Gruau was a French attorney who, on 22 December 1824, was appointed prosecutor in Mayenne.

Gruau became the main proponent of Karl Wilhelm Naundorff, who claimed to be Louis XVII. In October 1838, Gruau was appointed coadjutor of the Catholic-Evangelical Church, a sect founded by Naundorff. Naundorff named Gruau "Count of La Barre" .

Between March 1839 and April 1840, Graua wrote for the periodical "The Voice of an Outlaw".

In 1845, Gruau followed Naundorff into exile in the Netherlands. After Naundorff's death in 1845, Gruau continued to support Naundorff's heirs in their claim.

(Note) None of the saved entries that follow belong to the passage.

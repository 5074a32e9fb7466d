//! CLI module for syncguard
//!
//! Provides command-line interface for:
//! - check: Decide one write read from stdin
//! - lint: Load a schema and list its document types

mod args;
mod commands;
mod errors;
mod io;

pub use args::{Cli, Command};
pub use commands::{check, decide, lint, lint_report, run_command, CheckRequest};
pub use errors::{CliError, CliErrorCode, CliResult};
pub use io::{read_request, write_error, write_response};

/// Parse arguments and run the selected command
pub fn run() -> CliResult<()> {
    run_command(Cli::parse_args().command)
}
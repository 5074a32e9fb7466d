//! Authorization evaluator
//!
//! A write is authorized when ANY declared kind of requirement is met:
//! channels, roles, or users. Each kind is checked through the host.
//! When nothing is declared for the operation, an empty channel
//! requirement is issued so that the host denies by default.

use serde::Serialize;
use serde_json::Value;

use super::errors::{AccessError, AccessResult};
use super::host::SyncHost;
use crate::schema::{AuthorizationMap, Constraint, DocumentDefinition, Operation};

/// Channels, roles, and users required for one write
#[derive(Debug, Clone, Default, PartialEq, Eq, Serialize)]
pub struct AuthorizationDecision {
    pub operation: Option<Operation>,
    #[serde(skip_serializing_if = "Option::is_none")]
    pub channels: Option<Vec<String>>,
    #[serde(skip_serializing_if = "Option::is_none")]
    pub roles: Option<Vec<String>>,
    #[serde(skip_serializing_if = "Option::is_none")]
    pub users: Option<Vec<String>>,
}

fn requirements(
    map: Option<&Constraint<AuthorizationMap>>,
    doc: &Value,
    old_doc: Option<&Value>,
    operation: Operation,
) -> Option<Vec<String>> {
    map.and_then(|m| m.resolve(doc, old_doc).requirements(operation))
}

impl AuthorizationDecision {
    /// Resolve the definition's maps for this write.
    ///
    /// `old_doc` must be the effective old document.
    pub fn resolve(definition: &DocumentDefinition, doc: &Value, old_doc: Option<&Value>) -> Self {
        let operation = Operation::of(doc, old_doc);
        Self {
            operation: Some(operation),
            channels: requirements(definition.channels.as_ref(), doc, old_doc, operation),
            roles: requirements(definition.authorized_roles.as_ref(), doc, old_doc, operation),
            users: requirements(definition.authorized_users.as_ref(), doc, old_doc, operation),
        }
    }

    /// Number of requirement kinds declared for the operation
    pub fn declared_kinds(&self) -> usize {
        [&self.channels, &self.roles, &self.users]
            .into_iter()
            .filter(|kind| kind.is_some())
            .count()
    }

    pub fn is_empty(&self) -> bool {
        self.declared_kinds() == 0
    }

    /// Ask the host to enforce the decision.
    ///
    /// # Errors
    ///
    /// The denial of the only declared kind, or `MissingChannelAccess` when
    /// several kinds were declared and none passed.
    pub fn enforce(&self, host: &dyn SyncHost) -> AccessResult<()> {
        if self.is_empty() {
            return host.require_access(&[]);
        }

        let mut last_denial = None;
        let outcomes = [
            self.channels.as_ref().map(|c| host.require_access(c)),
            self.roles.as_ref().map(|r| host.require_role(r)),
            self.users.as_ref().map(|u| host.require_user(u)),
        ];

        for outcome in outcomes.into_iter().flatten() {
            match outcome {
                Ok(()) => return Ok(()),
                Err(denial) => last_denial = Some(denial),
            }
        }

        match last_denial {
            Some(denial) if self.declared_kinds() == 1 => Err(denial),
            _ => Err(AccessError::MissingChannelAccess),
        }
    }
}
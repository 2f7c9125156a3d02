use leptos::prelude::*;

use crate::data::details::DetailsTable;

/// Sidebar bound to the current selection.
///
/// With nothing selected it shows the fixed architecture highlights;
/// otherwise the looked-up entry, with the feature and benefit sections
/// hidden when empty.
#[component]
pub fn DetailsPanel(
	#[prop(into)] selected: Signal<Option<String>>,
	details: DetailsTable,
) -> impl IntoView {
	view! {
		<aside class="card details-panel">
			{move || match selected.get() {
				None => highlights().into_any(),
				Some(id) => {
					let entry = details.lookup(&id).clone();
					view! {
						<h2 class="details-title">{entry.title.clone()}</h2>
						<p class="details-description">{entry.description.clone()}</p>
						{(!entry.features.is_empty())
							.then(|| {
								view! {
									<div class="details-section">
										<h3>"Key Features"</h3>
										<ul>
											{entry
												.features
												.iter()
												.map(|feature| view! { <li>{feature.clone()}</li> })
												.collect_view()}
										</ul>
									</div>
								}
							})}
						{(!entry.benefits.is_empty())
							.then(|| {
								view! {
									<div class="details-section">
										<h3>"Benefits"</h3>
										<ul>
											{entry
												.benefits
												.iter()
												.map(|benefit| view! { <li>{benefit.clone()}</li> })
												.collect_view()}
										</ul>
									</div>
								}
							})}
					}
						.into_any()
				}
			}}
		</aside>
	}
}

fn highlights() -> impl IntoView {
	view! {
		<h2 class="details-title">"Component Details"</h2>
		<p class="details-description">
			"Click on any component in the architecture diagram to view its details."
		</p>
		<div class="details-section">
			<h3>"Architecture Highlights"</h3>
			<ul class="highlights-list">
				<li>"High Availability across multiple zones"</li>
				<li>"Security at all tiers with defense in depth"</li>
				<li>"Auto-scaling to handle 1000 RPS"</li>
				<li>"Geo-replicated database for fault tolerance"</li>
				<li>"Comprehensive monitoring and alerting"</li>
			</ul>
		</div>
	}
}
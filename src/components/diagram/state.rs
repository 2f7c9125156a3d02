//! Hover and selection state for the diagram view.

/// Discrete interaction event reported to the hosting page.
#[derive(Clone, Debug, PartialEq, Eq)]
pub enum DiagramEvent {
	HoverChanged(Option<String>),
	SelectionChanged(Option<String>),
}

/// Process-local UI state. Both fields reset when the view remounts and
/// are never persisted.
#[derive(Clone, Debug, Default)]
pub struct SelectionState {
	hovered: Option<String>,
	selected: Option<String>,
}

impl SelectionState {
	pub fn hovered(&self) -> Option<&str> {
		self.hovered.as_deref()
	}

	pub fn selected(&self) -> Option<&str> {
		self.selected.as_deref()
	}

	/// Pointer entered a node. The last-entered node wins under rapid
	/// movement; re-entering the current node emits nothing.
	pub fn pointer_enter(&mut self, id: &str) -> Option<DiagramEvent> {
		if self.hovered.as_deref() == Some(id) {
			return None;
		}
		self.hovered = Some(id.to_string());
		Some(DiagramEvent::HoverChanged(self.hovered.clone()))
	}

	/// Pointer left a node. Only clears when the leaving node is still
	/// the hovered one, so a stale leave cannot undo a later enter.
	pub fn pointer_leave(&mut self, id: &str) -> Option<DiagramEvent> {
		if self.hovered.as_deref() != Some(id) {
			return None;
		}
		self.hovered = None;
		Some(DiagramEvent::HoverChanged(None))
	}

	/// A node was clicked. The selection always moves to the clicked
	/// node; re-clicking the selected node keeps it selected.
	pub fn click(&mut self, id: &str) -> DiagramEvent {
		self.selected = Some(id.to_string());
		DiagramEvent::SelectionChanged(self.selected.clone())
	}
}

#[cfg(test)]
mod tests {
	use super::*;

	#[test]
	fn starts_with_nothing_hovered_or_selected() {
		let state = SelectionState::default();
		assert_eq!(state.hovered(), None);
		assert_eq!(state.selected(), None);
	}

	#[test]
	fn last_click_wins() {
		let mut state = SelectionState::default();
		state.click("a");
		let event = state.click("b");
		assert_eq!(state.selected(), Some("b"));
		assert_eq!(event, DiagramEvent::SelectionChanged(Some("b".into())));
	}

	#[test]
	fn reclick_keeps_selection_and_still_notifies() {
		let mut state = SelectionState::default();
		state.click("a");
		let event = state.click("a");
		assert_eq!(state.selected(), Some("a"));
		assert_eq!(event, DiagramEvent::SelectionChanged(Some("a".into())));
	}

	#[test]
	fn enter_supersedes_prior_hover() {
		let mut state = SelectionState::default();
		state.pointer_enter("a");
		state.pointer_enter("b");
		assert_eq!(state.hovered(), Some("b"));
	}

	#[test]
	fn stale_leave_is_ignored() {
		let mut state = SelectionState::default();
		state.pointer_enter("a");
		state.pointer_enter("b");
		// Leave for "a" arrives after the pointer already entered "b"
		assert_eq!(state.pointer_leave("a"), None);
		assert_eq!(state.hovered(), Some("b"));
	}

	#[test]
	fn leave_clears_current_hover() {
		let mut state = SelectionState::default();
		state.pointer_enter("a");
		let event = state.pointer_leave("a");
		assert_eq!(state.hovered(), None);
		assert_eq!(event, Some(DiagramEvent::HoverChanged(None)));
	}

	#[test]
	fn reentering_current_node_emits_nothing() {
		let mut state = SelectionState::default();
		assert!(state.pointer_enter("a").is_some());
		assert!(state.pointer_enter("a").is_none());
	}

	#[test]
	fn hover_does_not_touch_selection() {
		let mut state = SelectionState::default();
		state.click("a");
		state.pointer_enter("b");
		state.pointer_leave("b");
		assert_eq!(state.selected(), Some("a"));
	}
}
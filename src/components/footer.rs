use leptos::prelude::*;

/// Page footer.
#[component]
pub fn Footer() -> impl IntoView {
	view! {
		<footer class="site-footer">
			<p>"\u{a9} 2025 CloudStream Architecture Solution"</p>
			<p class="site-footer-note">"Designed for cloud-scale workloads"</p>
		</footer>
	}
}
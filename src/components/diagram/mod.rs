mod catalog;
mod component;
mod layout;
mod render;
pub mod scale;
mod state;
mod types;

pub use component::ArchitectureDiagram;
pub use types::{ComponentNode, Connection, DiagramData, Icon, Point, Size, Tint};
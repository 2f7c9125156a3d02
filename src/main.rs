use cloudstream_architect::{App, init_logging};

fn main() {
	init_logging();
	leptos::mount::mount_to_body(App);
}
use leptos::prelude::*;

/// 404 page for unknown routes.
#[component]
pub fn NotFound() -> impl IntoView {
	view! {
		<div class="not-found">
			<h1>"Page not found"</h1>
			<p>"The page you were looking for does not exist."</p>
			<a href="/">"Back to the architecture overview"</a>
		</div>
	}
}
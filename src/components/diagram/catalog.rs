use std::collections::HashMap;

use super::types::{ComponentNode, Connection, DiagramData};

/// Immutable id -> node lookup table, built once per diagram.
///
/// The catalog never mutates after construction; it is passed explicitly
/// into the layout stage rather than consulted through shared state.
pub struct Catalog {
	nodes: Vec<ComponentNode>,
	connections: Vec<Connection>,
	index: HashMap<String, usize>,
}

impl Catalog {
	pub fn new(data: DiagramData) -> Self {
		let mut index = HashMap::with_capacity(data.nodes.len());
		for (i, node) in data.nodes.iter().enumerate() {
			// First declaration wins on duplicate ids
			index.entry(node.id.clone()).or_insert(i);
		}
		Self {
			nodes: data.nodes,
			connections: data.connections,
			index,
		}
	}

	/// O(1) lookup; absence means "not found", never an error.
	pub fn get(&self, id: &str) -> Option<&ComponentNode> {
		self.index.get(id).map(|&i| &self.nodes[i])
	}

	pub fn nodes(&self) -> &[ComponentNode] {
		&self.nodes
	}

	pub fn connections(&self) -> &[Connection] {
		&self.connections
	}
}

#[cfg(test)]
mod tests {
	use super::*;
	use crate::components::diagram::types::{Icon, Point, Tint};

	fn node(id: &str) -> ComponentNode {
		ComponentNode {
			id: id.into(),
			position: Point::default(),
			size: None,
			label: id.to_uppercase(),
			icon: Icon::Server,
			tint: Tint::Blue,
		}
	}

	#[test]
	fn get_resolves_every_declared_id() {
		let catalog = Catalog::new(DiagramData {
			nodes: vec![node("a"), node("b")],
			connections: vec![],
		});
		assert_eq!(catalog.get("a").map(|n| n.label.as_str()), Some("A"));
		assert_eq!(catalog.get("b").map(|n| n.label.as_str()), Some("B"));
	}

	#[test]
	fn get_returns_none_for_unknown_id() {
		let catalog = Catalog::new(DiagramData {
			nodes: vec![node("a")],
			connections: vec![],
		});
		assert!(catalog.get("ghost").is_none());
	}

	#[test]
	fn first_declaration_wins_on_duplicate_ids() {
		let mut first = node("a");
		first.label = "First".into();
		let mut second = node("a");
		second.label = "Second".into();
		let catalog = Catalog::new(DiagramData {
			nodes: vec![first, second],
			connections: vec![],
		});
		assert_eq!(catalog.get("a").map(|n| n.label.as_str()), Some("First"));
	}
}
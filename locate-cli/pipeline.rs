use std::path::PathBuf;

use image::{Rgb, RgbImage};
use imageproc::drawing::draw_filled_circle_mut;
use locate_core::init_thread_pool;
use locate_homography::{Localizer, SceneCorners};
use locate_match::BruteForceMatcher;
use log::{debug, info, warn};
use nalgebra::Point2;

use crate::config::PipelineConfig;
use crate::error::{ConfigError, LocateError, LocateResult};
use crate::extractor::FeatureExtractor;
use crate::loader::{load_rgb, save_rgb, to_gray};

/// Radius of the center marker, in pixels
pub const MARKER_RADIUS: i32 = 10;
pub const MARKER_COLOR: Rgb<u8> = Rgb([255, 0, 0]);

/// Outcome of one successful localization
#[derive(Debug, Clone)]
pub struct Detection {
    pub corners: SceneCorners,
    pub center: Point2<f64>,
    pub target_keypoints: usize,
    pub scene_keypoints: usize,
    pub matches: usize,
    pub inliers: usize,
}

/// Input and output paths of a run
#[derive(Debug, Clone)]
pub struct RunArgs {
    pub target: PathBuf,
    pub frame: PathBuf,
    pub output: PathBuf,
}

/// Extract, match and localize with fixed settings
#[derive(Debug, Clone)]
pub struct Locator {
    extractor: FeatureExtractor,
    matcher: BruteForceMatcher,
    localizer: Localizer,
}

impl Locator {
    /// Validate `cfg` and build every stage.
    ///
    /// Work runs on the current rayon pool; `extractor.n_threads` is only
    /// applied by [`run`], which sizes the global pool.
    pub fn new(cfg: PipelineConfig) -> LocateResult<Self> {
        cfg.validate()?;
        let invalid = |e: &dyn std::fmt::Display| ConfigError::Invalid(e.to_string());
        Ok(Self {
            extractor: FeatureExtractor::new(cfg.extractor).map_err(|e| invalid(&e))?,
            matcher: BruteForceMatcher::new(cfg.matcher).map_err(|e| invalid(&e))?,
            localizer: Localizer::new(cfg.localizer)?,
        })
    }

    /// Find `target` inside `scene`
    pub fn locate(&self, target: &RgbImage, scene: &RgbImage) -> LocateResult<Detection> {
        let extract = |img: &RgbImage, name: &str| {
            self.extractor
                .extract(&to_gray(img))
                .map_err(|source| LocateError::FeatureExtraction {
                    image: name.to_string(),
                    source,
                })
        };
        let target_features = extract(target, "target")?;
        let scene_features = extract(scene, "scene")?;
        debug!(
            "features: {} in target, {} in scene",
            target_features.len(),
            scene_features.len()
        );

        let matches = self
            .matcher
            .match_descriptors(target_features.descriptors(), scene_features.descriptors());

        let localization = self.localizer.localize(
            target_features.keypoints(),
            scene_features.keypoints(),
            &matches,
            target.dimensions(),
        )?;

        Ok(Detection {
            corners: localization.corners,
            center: localization.center,
            target_keypoints: target_features.len(),
            scene_keypoints: scene_features.len(),
            matches: matches.len(),
            inliers: localization.inlier_count,
        })
    }
}

/// Filled red circle at the rounded center; parts outside the image are clipped
pub fn draw_marker(img: &mut RgbImage, center: Point2<f64>) {
    if !(center.x.is_finite() && center.y.is_finite()) {
        return;
    }
    let margin = (MARKER_RADIUS + 1) as f64;
    let x = center.x.round().clamp(-margin, img.width() as f64 + margin) as i32;
    let y = center.y.round().clamp(-margin, img.height() as f64 + margin) as i32;
    draw_filled_circle_mut(img, (x, y), MARKER_RADIUS, MARKER_COLOR);
}

/// Load both images, locate the target, mark its center and write the scene.
///
/// Nothing is written unless every earlier stage succeeded. The global
/// rayon pool is sized from the first call's `extractor.n_threads`; later
/// calls reuse it.
pub fn run(args: &RunArgs, cfg: PipelineConfig) -> LocateResult<Detection> {
    let n_threads = cfg.extractor.n_threads;
    let locator = Locator::new(cfg)?;
    if !init_thread_pool(n_threads) {
        warn!("global thread pool already exists, n_threads = {n_threads} is not applied");
    }
    let target = load_rgb(&args.target)?;
    let mut scene = load_rgb(&args.frame)?;

    let detection = locator.locate(&target, &scene)?;
    info!(
        "target found at ({:.2}, {:.2}): {} matches, {} inliers",
        detection.center.x, detection.center.y, detection.matches, detection.inliers
    );

    draw_marker(&mut scene, detection.center);
    save_rgb(&scene, &args.output)?;
    Ok(detection)
}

==Gruau as purported teenage author==
The 1809 work The First Book of Napoleon by "Eliakim the Scribe" is tentatively attributed to Gruau, though Gruau would have been about fourteen years old in 1809. Eliakim is the name of multiple figures in the King James Bible. Nearly 50 years after the publication of The First Book of Napoleon, Grau published works under the pen name of "Eliakim". It remains uncertain whether Modeste Grau authored The First Book of Napoleon in his early teens or whether Grau's pen name "Eliakim" (1854) was conflated with a similar pen name of a separate author who wrote under the name "Eliakim the Scribe" (1809).

==Bibliography==
- (With Xavier Laprade) Reasons for belief in the existence of the Duke of Normandy, Paris, and Goullé Montmaur, 1836.
- (Presented as an autobiography of Louis XVII) Abstract History misfortunes of the Dauphin, from the time he was removed from the Temple, London, 1836. (Translated by CG Perceval in 1838).
- (With A. Gozzoli, Xavier Morel Laprade and Saint-Didier), The Voice of an outlaw, Paris, 1839-1840.
- Submission by Mr Gruau La Barre in support of the libel suit brought against the manager in charge of the newspaper "Le Capitole" (article 29 March 1839), Paris, Delacombe, 1840.
- The French government, offers a newly invented instrument of war, Paris, Delacombe, 1841.
- Solomon the Wise, son of David, his rebirth on this earth and heavenly revelation, Paris, Charpentier, 1841. (Continued from Charles de Cosson, Revelations on the errors of the old testament; Up the Index).
- Plots revealed, or Louis XVII last legitimate king of France, 3 vols., Rotterdam, H. Nijgh, 1846-1848.
- In policy point of justice or judicial replica in the case of the heirs of the Duke of Normandy, Breda, 1851.
- (Under the pseudonym of Eliakim), Visions of Isaiah and the new earth, Rotterdam, 1854.
- No! Louis XVII did not die in the Temple refutation of the work of Mr. A. de Beauchesne, Brussels / Leipzig, Flatau, 1858.
- Truth to the Duke of Bordeaux, Breda Broese & Company, 1859.
- (Under the pseudonym of Eliakim), Primitive Gospel, Paris, 1860.
- (Under the pseudonym of Eliakim), Italians, politics and Rome, Amsterdam, 1860.
- Response to the Dutch reflection of M. de Dompierre Chaufepié, The Hague, Susan, 1869.
- Royal martyr of the nineteenth century, Paris, 1870.
- Rovers Bourbon, Paris, 1871.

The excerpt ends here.